Photo by Jessica Kane
This summer I have had the utter joy of teaching a whole bunch of swim lessons to a variety of kiddos with an even wider variety of needs. While I may be a 25 year veteran swim instructor and coach, I am learning new things all the time about how to teach. Swimming is, of course, about so much more than stroke development. To kiddos that have any needs of any kind (read- ALL KIDS), swimming is about whatever therapy they happen to need and self awareness as much as a physical activity. I have had so many different needs with them this summer that I have employed a philosophy of "We are going to take them wherever they are today and wherever they are is totally OK". The result of this mindset is that I have no expectations of what they should or could be, we just work where they are that day.  Sometimes not a lot of stroke development gets done, but a whole lot of "self development" is done. This might be confidence in a skill or autonomy or celebration of their bravery in conquering a longtime fear or a quiet and safe time where they get to be in charge of their own bodies or figuring out how to articulate a need or performing and remembering a long list of directions disguised as a treasure hunt or obstacle course. 

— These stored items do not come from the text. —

use std::env;
use std::str::FromStr;
use std::time::Duration;

use chrono::Duration as Window;

use crate::error::{Error, Result};

const DEFAULT_DB_PATH: &str = "observatorio.db";
const DEFAULT_SESSION_FILE: &str = "observatorio.session";

/// Telegram API credentials. Only the collect pass needs these.
#[derive(Debug, Clone)]
pub struct TelegramConfig {
    pub api_id: i32,
    pub api_hash: String,
    pub session_file: String,
}

impl TelegramConfig {
    pub fn from_env() -> Result<Self> {
        let api_id = env::var("TG_ID")
            .map_err(|_| Error::Config("Please set TG_ID to your Telegram API ID".into()))?
            .trim()
            .parse()
            .map_err(|_| Error::Config("TG_ID must be an integer (your Telegram API ID)".into()))?;
        let api_hash = env::var("TG_HASH")
            .map_err(|_| Error::Config("Please set TG_HASH to your Telegram API hash".into()))?;
        Ok(Self {
            api_id,
            api_hash,
            session_file: env::var("TG_SESSION").unwrap_or_else(|_| DEFAULT_SESSION_FILE.into()),
        })
    }
}

/// Pacing and bounds for the collect pass.
#[derive(Debug, Clone)]
pub struct CollectConfig {
    /// Messages requested per page.
    pub page_size: usize,
    /// Upper bound on pages read per channel in one pass.
    pub max_pages: usize,
    /// Pause between successive page requests.
    pub page_delay: Duration,
    /// Pause between channels.
    pub channel_delay: Duration,
    /// How far back a channel without a watermark is read.
    pub first_run_window: Window,
}

impl Default for CollectConfig {
    fn default() -> Self {
        Self {
            page_size: 100,
            max_pages: 2,
            page_delay: Duration::from_millis(100),
            channel_delay: Duration::from_secs(5),
            first_run_window: Window::days(30),
        }
    }
}

/// Settings shared by every subcommand.
#[derive(Debug, Clone)]
pub struct Config {
    pub db_path: String,
    pub log_level: log::LevelFilter,
    pub collect: CollectConfig,
    /// Maximum number of messages classified per analyze run.
    pub analyze_batch_size: usize,
}

impl Config {
    /// Load settings from the environment, falling back to defaults for anything unset.
    pub fn from_env() -> Result<Self> {
        let defaults = CollectConfig::default();
        let collect = CollectConfig {
            page_size: parse_var("COLLECT_PAGE_SIZE", defaults.page_size)?,
            max_pages: parse_var("COLLECT_MAX_PAGES", defaults.max_pages)?,
            page_delay: Duration::from_millis(parse_var("COLLECT_PAGE_DELAY_MS", 100u64)?),
            channel_delay: Duration::from_secs(parse_var("COLLECT_CHANNEL_DELAY_SECS", 5u64)?),
            first_run_window: Window::days(parse_var("FIRST_RUN_WINDOW_DAYS", 30i64)?),
        };
        if collect.page_size == 0 || collect.max_pages == 0 {
            return Err(Error::Config(
                "COLLECT_PAGE_SIZE and COLLECT_MAX_PAGES must be positive".into(),
            ));
        }

        Ok(Self {
            db_path: env::var("OBSERVATORY_DB").unwrap_or_else(|_| DEFAULT_DB_PATH.into()),
            log_level: parse_var("LOG_LEVEL", log::LevelFilter::Info)?,
            collect,
            analyze_batch_size: parse_var("ANALYZE_BATCH_SIZE", 100usize)?,
        })
    }
}

fn parse_var<T: FromStr>(name: &str, default: T) -> Result<T> {
    match env::var(name) {
        Ok(raw) => raw
            .trim()
            .parse()
            .map_err(|_| Error::Config(format!("{} has an invalid value: {:?}", name, raw))),
        Err(_) => Ok(default),
    }
}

The unanticipated result for me personally in these moments is that I am always in a very zen and grateful place (not to mention the spontaneous fits of laughter and joy). There is no anxiety or pressure to meet the goal when I am working on where we are for that day. I leave physically tired but so filled up spiritually from being with them and my brain begins to make new connections about how to better serve their needs in new and creative ways. I need to translate that to everywhere else apparently. It would prevent a lot of heartache.

Every year I go into my new school year with a goal. This year my goal is to recognize a duck for a duck and take it where it is. Zebras are out there too. I hope I get to work with some folks this year that share that vision.


We are all up in summer here in Kentucky.  It has been the prettiest I can remember in awhile.  So lush and green.  I have a few short weeks before I return to work.  In the meantime, I plan on squeezing every single second out of the time that is left...and working on taking those ducks for what they are.